Alternatively, Reliance can distribute its insurance products via its own agents, which it has been doing so historically. This business model is known as a tradition insurance model (TIM) whereas Reliance's new strategy is known as a Hybrid Insurance Model.
Reliance Life Insurance's latest move is an attempt to gain more traction in the market space not taken up by the government-run LIC. Excluding the LIC, there are 20 firms competing for 30 percent of the market share and 5 percent belongs to Reliance. Competing with Reliance are companies such as SBI Life, Metlife, ICICI Prudential, Bajaj Allianz, Max New York, and Sahara Life. Much of Reliance's business originates from the rural markets, including over 34 percent of its new business. Moreover, Malay Ghosh, President and Executive Director of Reliance Insurance, stated that only 15 percent of the company's business is from Tier-1 cities. With that in mind, Reliance's new approach via bancassurance channels should allow Reliance to gain more momentum and volume throughout Tier-1 cities.
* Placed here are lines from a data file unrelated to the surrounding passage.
//! Core transfer data model for the xbridge SDK.
//!
//! A cross-chain transfer is described by an invariant part that is
//! identical on both chains and covered by the router's bid signature, and
//! a variant part (amount, expiry, prepared block) that differs per chain.
//! The types here are the wire- and call-level structures exchanged with
//! routers during the auction and handed to the caller as ready-to-submit
//! transaction requests.

use alloy_primitives::{Address, Bytes, B256, U256};
use serde::{Deserialize, Serialize};

/// The portion of a transfer that must be identical on the sending and
/// receiving chains.
///
/// Every field here is covered by the router's bid signature; a mismatch on
/// either chain makes the transfer unfulfillable.
#[derive(Debug, Clone, PartialEq, Eq, Serialize, Deserialize)]
#[serde(rename_all = "camelCase")]
pub struct InvariantTransactionData {
	/// Transaction manager contract on the receiving chain.
	pub receiving_chain_tx_manager_address: Address,
	/// The user transferring value.
	pub user: Address,
	/// The router fronting liquidity on the receiving chain.
	pub router: Address,
	/// The address that submitted the sending-chain prepare.
	pub initiator: Address,
	/// Asset the user locks on the sending chain.
	pub sending_asset_id: Address,
	/// Asset the router delivers on the receiving chain.
	pub receiving_asset_id: Address,
	/// Where sending-chain funds return on cancellation. Always the user.
	pub sending_chain_fallback: Address,
	/// Contract to call with the decrypted callData on fulfill, or zero.
	pub call_to: Address,
	/// Recipient of funds on the receiving chain.
	pub receiving_address: Address,
	/// Chain the user sends from.
	pub sending_chain_id: u64,
	/// Chain the user receives on.
	pub receiving_chain_id: u64,
	/// keccak256 of the plaintext callData.
	pub call_data_hash: B256,
	/// User-chosen transfer identifier. MUST be unique per user: reuse
	/// allows the fulfill signature to be replayed and funds to be lost.
	pub transaction_id: B256,
}

/// The per-chain portion of a transfer.
#[derive(Debug, Clone, Default, PartialEq, Eq, Serialize, Deserialize)]
#[serde(rename_all = "camelCase")]
pub struct VariantTransactionData {
	/// Amount locked on this chain.
	pub amount: U256,
	/// Unix timestamp after which this side can be cancelled.
	pub expiry: u64,
	/// Block at which the prepare was mined.
	pub prepared_block_number: u64,
}

/// Full transaction data as it appears in on-chain events: the invariant
/// part plus the variant fields of the chain the event came from.
#[derive(Debug, Clone, PartialEq, Eq, Serialize, Deserialize)]
#[serde(rename_all = "camelCase")]
pub struct TransactionData {
	#[serde(flatten)]
	pub invariant: InvariantTransactionData,
	pub amount: U256,
	pub expiry: u64,
	pub prepared_block_number: u64,
}

/// A router's offer in the auction: what it will deliver on the receiving
/// chain and under which terms. Canonically encoded for signature recovery
/// by [`crate::utils::encode_auction_bid`].
#[derive(Debug, Clone, PartialEq, Eq, Serialize, Deserialize)]
#[serde(rename_all = "camelCase")]
pub struct AuctionBid {
	pub user: Address,
	pub router: Address,
	pub initiator: Address,
	pub sending_chain_id: u64,
	pub sending_asset_id: Address,
	/// Amount the user locks on the sending chain.
	pub amount: U256,
	pub receiving_chain_id: u64,
	pub receiving_asset_id: Address,
	/// Amount the router commits to deliver on the receiving chain.
	pub amount_received: U256,
	pub receiving_address: Address,
	pub transaction_id: B256,
	/// Sending-chain expiry the router will prepare against.
	pub expiry: u64,
	pub call_data_hash: B256,
	pub call_to: Address,
	/// callData encrypted to the user's wallet key, or `0x`.
	pub encrypted_call_data: Bytes,
	/// Unix timestamp after which this bid is no longer valid.
	pub bid_expiry: u64,
}

/// A bid together with the router's signature over its canonical encoding
/// and the router's gas fee quote, as delivered on the auction response
/// subject.
#[derive(Debug, Clone, PartialEq, Eq, Serialize, Deserialize)]
#[serde(rename_all = "camelCase")]
pub struct AuctionResponse {
	pub bid: AuctionBid,
	/// 65-byte ECDSA signature over `keccak256(encode_auction_bid(bid))`.
	/// Empty for dry-run responses.
	pub bid_signature: Bytes,
	/// Gas cost of the receiving-chain fulfill, denominated in the
	/// receiving asset.
	pub gas_fee_in_receiving_token: U256,
}

/// Parameters for constructing the sending-chain prepare call.
#[derive(Debug, Clone, PartialEq, Eq, Serialize, Deserialize)]
#[serde(rename_all = "camelCase")]
pub struct PrepareParams {
	pub tx_data: InvariantTransactionData,
	pub amount: U256,
	pub expiry: u64,
	pub encrypted_call_data: Bytes,
	pub bid_signature: Bytes,
	pub encoded_bid: Bytes,
}

/// Parameters for constructing a receiving-chain fulfill call.
#[derive(Debug, Clone, PartialEq, Eq, Serialize, Deserialize)]
#[serde(rename_all = "camelCase")]
pub struct FulfillParams {
	pub tx_data: TransactionData,
	/// Fee paid to the relayer submitting on the user's behalf, in the
	/// receiving asset.
	pub relayer_fee: U256,
	/// User signature over the fulfill hash, computed out-of-band.
	pub signature: Bytes,
	/// Decrypted plaintext callData; must hash to `call_data_hash`.
	pub call_data: Bytes,
}

/// Parameters for constructing a cancel call on either chain.
#[derive(Debug, Clone, PartialEq, Eq, Serialize, Deserialize)]
#[serde(rename_all = "camelCase")]
pub struct CancelParams {
	pub tx_data: TransactionData,
	/// User cancel signature. May be empty when the expiry has elapsed and
	/// anyone can cancel.
	pub signature: Bytes,
}

/// A user's quote request: the input to `get_transfer_quote`.
#[derive(Debug, Clone, PartialEq, Eq, Serialize, Deserialize)]
#[serde(rename_all = "camelCase")]
pub struct CrosschainTransferParams {
	pub user: Address,
	pub sending_chain_id: u64,
	pub sending_asset_id: Address,
	pub receiving_chain_id: u64,
	pub receiving_asset_id: Address,
	/// Amount to lock on the sending chain.
	pub amount: U256,
	pub receiving_address: Address,
	/// Decimal percent string with two fractional digits, e.g. "0.10".
	pub slippage_tolerance: String,
	/// Sending-chain expiry. Defaults to now + 72h when absent.
	#[serde(default)]
	pub expiry: Option<u64>,
	/// Transfer id. Generated when absent; see
	/// [`InvariantTransactionData::transaction_id`] for the uniqueness
	/// requirement when supplying one.
	#[serde(default)]
	pub transaction_id: Option<B256>,
	/// Contract to call on the receiving chain, or zero for a plain
	/// transfer.
	#[serde(default)]
	pub call_to: Option<Address>,
	/// Hex-encoded calldata for `call_to`, `0x` for none.
	#[serde(default)]
	pub call_data: Option<String>,
	/// Restrict the auction to these routers.
	#[serde(default)]
	pub preferred_routers: Vec<Address>,
	/// Accept the first responding bid without validation.
	#[serde(default)]
	pub dry_run: bool,
}

/// A chain call ready for the caller to sign and submit. The SDK never
/// submits transactions itself.
#[derive(Debug, Clone, PartialEq, Eq, Serialize, Deserialize)]
#[serde(rename_all = "camelCase")]
pub struct TxRequest {
	pub to: Address,
	pub data: Bytes,
	pub value: U256,
	pub chain_id: u64,
	#[serde(default, skip_serializing_if = "Option::is_none")]
	pub gas_limit: Option<u64>,
	#[serde(default, skip_serializing_if = "Option::is_none")]
	pub gas_price: Option<u128>,
	#[serde(default, skip_serializing_if = "Option::is_none")]
	pub nonce: Option<u64>,
}

/// Lifecycle of one transfer as observed by the orchestrator and the
/// indexer.
///
/// ```text
/// Quoting -> Quoted -> SenderPrepared -> ReceiverPrepared -> Fulfilled
/// *Prepared -> Cancelled        Quoting -> Failed
/// ```
///
/// `Fulfilled`, `Cancelled` and `Failed` are terminal.
#[derive(Debug, Clone, Copy, PartialEq, Eq, Hash, Serialize, Deserialize)]
pub enum TransferStatus {
	Quoting,
	Quoted,
	SenderPrepared,
	ReceiverPrepared,
	Fulfilled,
	Cancelled,
	Failed,
}

impl TransferStatus {
	/// Whether no further transitions are possible from this status.
	pub fn is_terminal(&self) -> bool {
		matches!(
			self,
			TransferStatus::Fulfilled | TransferStatus::Cancelled | TransferStatus::Failed
		)
	}
}
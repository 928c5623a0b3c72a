//! Amount math with integer floor semantics.
//!
//! All on-chain amounts are integers; exchange-rate multiplications round
//! toward zero so the SDK never over-promises what a router must deliver.

use alloy_primitives::U256;
use rust_decimal::Decimal;

use super::constants::ROUTER_FEE_BPS;

/// Multiplies an amount by a decimal rate, taking the integer portion of
/// the result.
///
/// Negative rates clamp to zero; rates in this SDK live in `(0, 1]`.
pub fn calculate_exchange_amount(amount: U256, rate: Decimal) -> U256 {
	if rate.is_sign_negative() || rate.is_zero() {
		return U256::ZERO;
	}
	let numerator = U256::from(rate.mantissa().unsigned_abs());
	let denominator = U256::from(10u64).pow(U256::from(rate.scale()));
	amount * numerator / denominator
}

/// The amount a user can expect on the receiving chain for a given sending
/// amount, after the router fee.
pub fn get_receiver_amount(amount: U256) -> U256 {
	amount * U256::from(10_000 - ROUTER_FEE_BPS) / U256::from(10_000u64)
}
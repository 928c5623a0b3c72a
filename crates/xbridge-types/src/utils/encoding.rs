//! Canonical bid encoding and signature recovery.
//!
//! A router signs the keccak256 hash of its bid's canonical ABI encoding;
//! the SDK recovers the signer and compares it against the router address
//! the bid names. The field order below is part of the protocol and must
//! match what routers and the on-chain contract expect.

use crate::transfer::AuctionBid;
use alloy_primitives::{keccak256, Address, Signature, B256, U256};
use alloy_sol_types::{sol, SolValue};
use thiserror::Error;

sol! {
	/// Canonical bid layout. Field order is load-bearing: it is hashed and
	/// signed by routers and checked by the receiving-chain contract.
	struct SignedBid {
		address user;
		address router;
		address initiator;
		uint256 sendingChainId;
		address sendingAssetId;
		uint256 amount;
		uint256 receivingChainId;
		address receivingAssetId;
		uint256 amountReceived;
		address receivingAddress;
		bytes32 transactionId;
		uint256 expiry;
		bytes32 callDataHash;
		address callTo;
		bytes encryptedCallData;
		uint256 bidExpiry;
	}
}

/// Errors from bid decoding and signature recovery.
#[derive(Debug, Error)]
pub enum EncodingError {
	/// The signature bytes are not a valid 65-byte ECDSA signature, or
	/// recovery failed.
	#[error("invalid signature: {0}")]
	Signature(#[from] alloy_primitives::SignatureError),
	/// The encoded bid bytes do not decode as a bid.
	#[error("invalid encoded bid: {0}")]
	Decode(#[from] alloy_sol_types::Error),
	/// A numeric field does not fit its target type.
	#[error("value out of range for field {0}")]
	ValueOutOfRange(&'static str),
}

impl From<&AuctionBid> for SignedBid {
	fn from(bid: &AuctionBid) -> Self {
		SignedBid {
			user: bid.user,
			router: bid.router,
			initiator: bid.initiator,
			sendingChainId: U256::from(bid.sending_chain_id),
			sendingAssetId: bid.sending_asset_id,
			amount: bid.amount,
			receivingChainId: U256::from(bid.receiving_chain_id),
			receivingAssetId: bid.receiving_asset_id,
			amountReceived: bid.amount_received,
			receivingAddress: bid.receiving_address,
			transactionId: bid.transaction_id,
			expiry: U256::from(bid.expiry),
			callDataHash: bid.call_data_hash,
			callTo: bid.call_to,
			encryptedCallData: bid.encrypted_call_data.clone(),
			bidExpiry: U256::from(bid.bid_expiry),
		}
	}
}

fn to_u64(value: U256, field: &'static str) -> Result<u64, EncodingError> {
	u64::try_from(value).map_err(|_| EncodingError::ValueOutOfRange(field))
}

impl TryFrom<SignedBid> for AuctionBid {
	type Error = EncodingError;

	fn try_from(bid: SignedBid) -> Result<Self, Self::Error> {
		Ok(AuctionBid {
			user: bid.user,
			router: bid.router,
			initiator: bid.initiator,
			sending_chain_id: to_u64(bid.sendingChainId, "sendingChainId")?,
			sending_asset_id: bid.sendingAssetId,
			amount: bid.amount,
			receiving_chain_id: to_u64(bid.receivingChainId, "receivingChainId")?,
			receiving_asset_id: bid.receivingAssetId,
			amount_received: bid.amountReceived,
			receiving_address: bid.receivingAddress,
			transaction_id: bid.transactionId,
			expiry: to_u64(bid.expiry, "expiry")?,
			call_data_hash: bid.callDataHash,
			call_to: bid.callTo,
			encrypted_call_data: bid.encryptedCallData,
			bid_expiry: to_u64(bid.bidExpiry, "bidExpiry")?,
		})
	}
}

/// ABI-encodes a bid in the canonical field order.
pub fn encode_auction_bid(bid: &AuctionBid) -> Vec<u8> {
	SignedBid::from(bid).abi_encode()
}

/// Decodes canonical bid bytes back into a bid.
pub fn decode_auction_bid(data: &[u8]) -> Result<AuctionBid, EncodingError> {
	let decoded = SignedBid::abi_decode(data, true)?;
	AuctionBid::try_from(decoded)
}

/// The 32-byte digest a router signs for a bid.
pub fn hash_auction_bid(bid: &AuctionBid) -> B256 {
	keccak256(encode_auction_bid(bid))
}

/// Recovers the signer of a bid signature.
///
/// Callers compare the result against `bid.router`; a mismatch rejects the
/// bid rather than raising an error.
pub fn recover_bid_signer(bid: &AuctionBid, signature: &[u8]) -> Result<Address, EncodingError> {
	let sig = Signature::try_from(signature)?;
	Ok(sig.recover_address_from_prehash(&hash_auction_bid(bid))?)
}

/// The digest a user signs to authorize a fulfill, directly or through a
/// relayer.
pub fn fulfill_hash_to_sign(
	transaction_id: B256,
	relayer_fee: U256,
	receiving_chain_id: u64,
	tx_manager_address: Address,
) -> B256 {
	let payload = (
		transaction_id,
		relayer_fee,
		U256::from(receiving_chain_id),
		tx_manager_address,
	);
	keccak256(payload.abi_encode())
}

/// Recovers the signer of a fulfill signature.
pub fn recover_fulfill_signer(
	transaction_id: B256,
	relayer_fee: U256,
	receiving_chain_id: u64,
	tx_manager_address: Address,
	signature: &[u8],
) -> Result<Address, EncodingError> {
	let digest = fulfill_hash_to_sign(
		transaction_id,
		relayer_fee,
		receiving_chain_id,
		tx_manager_address,
	);
	let sig = Signature::try_from(signature)?;
	Ok(sig.recover_address_from_prehash(&digest)?)
}
//! Common types module for the xbridge transfer SDK.
//!
//! This module defines the core data types and structures shared by every
//! SDK component: the transfer data model covered by router bid signatures,
//! the auction and meta-transaction bus payloads, the subgraph record types,
//! and the canonical bid encoding used for signature recovery.

/// Indexer-driven event types consumed by the SDK event surface.
pub mod events;
/// Message-bus payload types for auction and meta-transaction traffic.
pub mod messaging;
/// Subgraph record types: sync status and transfer enumeration.
pub mod subgraph;
/// Core transfer data model: invariant data, bids, and request params.
pub mod transfer;
/// Utility functions: encoding, formatting, amount math, timestamps.
pub mod utils;

pub use events::{
	SubgraphEvent, SubgraphEventKind, TransactionCancelledEvent, TransactionFulfilledEvent,
	TransactionPreparedEvent,
};
pub use messaging::{
	AuctionPayload, AuctionRequestMessage, AuctionResponseMessage, MetaTxFulfillData,
	MetaTxRequestMessage, MetaTxType,
};
pub use subgraph::{
	ActiveTransaction, CrosschainTransaction, HistoricalTransaction, SubgraphSyncRecord,
};
pub use transfer::{
	AuctionBid, AuctionResponse, CancelParams, CrosschainTransferParams, FulfillParams,
	InvariantTransactionData, PrepareParams, TransactionData, TransferStatus, TxRequest,
	VariantTransactionData,
};
pub use utils::{
	calculate_exchange_amount, current_timestamp, decode_auction_bid, encode_auction_bid,
	fulfill_hash_to_sign, get_receiver_amount, hash_auction_bid, recover_bid_signer,
	recover_fulfill_signer, truncate_id, with_0x_prefix, without_0x_prefix, EncodingError,
	AUCTION_TIMEOUT, DEFAULT_EXPIRY_BUFFER, DEFAULT_POLL_INTERVAL, DEFAULT_SLIPPAGE_TOLERANCE,
	DEFAULT_SUBGRAPH_SYNC_BUFFER, FULFILL_GAS_LIMIT, MAX_EXPIRY_BUFFER, MAX_SLIPPAGE_TOLERANCE,
	META_TX_TIMEOUT, MIN_EXPIRY_BUFFER, MIN_SLIPPAGE_TOLERANCE, ROUTER_FEE_BPS,
};
//! Message-bus payload types.
//!
//! Three logical subjects carry all off-chain traffic: auction requests
//! (published by the SDK), auction responses (published by routers,
//! addressed to a per-auction inbox), and meta-transaction requests
//! (published by the SDK for relayers to pick up).

use crate::transfer::{AuctionResponse, TransactionData};
use alloy_primitives::{Address, Bytes, B256, U256};
use serde::{Deserialize, Serialize};

/// The transfer terms broadcast to routers at auction start.
#[derive(Debug, Clone, PartialEq, Eq, Serialize, Deserialize)]
#[serde(rename_all = "camelCase")]
pub struct AuctionPayload {
	pub user: Address,
	pub initiator: Address,
	pub sending_chain_id: u64,
	pub sending_asset_id: Address,
	pub amount: U256,
	pub receiving_chain_id: u64,
	pub receiving_asset_id: Address,
	pub receiving_address: Address,
	pub call_to: Address,
	pub call_data_hash: B256,
	pub encrypted_call_data: Bytes,
	pub expiry: u64,
	pub transaction_id: B256,
	pub dry_run: bool,
}

/// Envelope published on the auction request subject.
#[derive(Debug, Clone, PartialEq, Eq, Serialize, Deserialize)]
#[serde(rename_all = "camelCase")]
pub struct AuctionRequestMessage {
	/// Ephemeral reply address, unique per auction.
	pub inbox_id: String,
	pub payload: AuctionPayload,
}

/// Envelope delivered on the shared auction response subject.
///
/// A message carries either a bid (`data`) or a router-side error (`err`);
/// error responses are logged and never count toward the bid set.
#[derive(Debug, Clone, PartialEq, Eq, Serialize, Deserialize)]
#[serde(rename_all = "camelCase")]
pub struct AuctionResponseMessage {
	pub inbox: String,
	#[serde(default, skip_serializing_if = "Option::is_none")]
	pub data: Option<AuctionResponse>,
	#[serde(default, skip_serializing_if = "Option::is_none")]
	pub err: Option<String>,
}

/// Kinds of chain call a relayer can submit on the user's behalf.
#[derive(Debug, Clone, Copy, PartialEq, Eq, Serialize, Deserialize)]
pub enum MetaTxType {
	Fulfill,
}

/// The fulfill payload a relayer needs to build the chain call.
#[derive(Debug, Clone, PartialEq, Eq, Serialize, Deserialize)]
#[serde(rename_all = "camelCase")]
pub struct MetaTxFulfillData {
	pub tx_data: TransactionData,
	pub signature: Bytes,
	pub call_data: Bytes,
	pub relayer_fee: U256,
}

/// Envelope published on the meta-transaction request subject.
#[derive(Debug, Clone, PartialEq, Eq, Serialize, Deserialize)]
#[serde(rename_all = "camelCase")]
pub struct MetaTxRequestMessage {
	#[serde(rename = "type")]
	pub transaction_type: MetaTxType,
	pub relayer_fee: U256,
	/// Transaction manager the relayer must call.
	pub to: Address,
	pub chain_id: u64,
	pub data: MetaTxFulfillData,
}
However, with Reliance's late entry into the bankassurance market, the availability of suitable and preferred partners is low due to existing contracts and relationships in place. Reliance is in talks with many different banks, including some banks in the public sector. Currently, the Insurance Regulatory and Development Authority has regulations whereby every bank can only represent one partner for selling insurance products. To negate this reality, Reliance may be offering a small equity stake of up to five percent for banks who choose to partner with them. This incentive represents a large investment as Reliance Life has over Rs. 18,700 crore ($3.36 billion USD) assets under management and the company itself has a valuation of Rs. 11,500 crore ($2.06 billion USD).
This move by Reliance represents a significant decision with regards to its long term strategy. To be offering up to 5 percent to incentivize a partnership, Reliance is willing to further dilute its current shareholder percentages through this new direction. This isn't the first time that Reliance had given up equity for a significant partnership.
In addition to the expansion in to bancassurance, Reliance is looking to facilitate more market penetration by its business partner Nippon Life. Official since October 2011, Nippon had acquired a 26 percent stake in Reliance for Rs. 3062 crore (US$ 551 million) and this investment represents Nippon's faith and commitment to the Indian market. Reliance Capital, the parent company of Reliance Life Insurance, wants Nippon to bring its AUM products to the Indian market. Nippon has over US$600 billion in its management but very few of those assets are in India. Reliance is aiming to bring their assets into India in order to gain a higher market share.
Over 60 percent of Reliance's policies are sold through their strong workforce. Their distribution networks include brokers, corporate agents, and commission-based agents. With the inclusion of their bank network, it is unsure whether their commission force will suffer due to the introduction of the new channel. Since it represents such a large percentage of business and commitment from the company, Reliance will need to be careful in how it deploys its bancassurance in a way that it doesn't cannibalize or encroach on the commissioned agent's territory.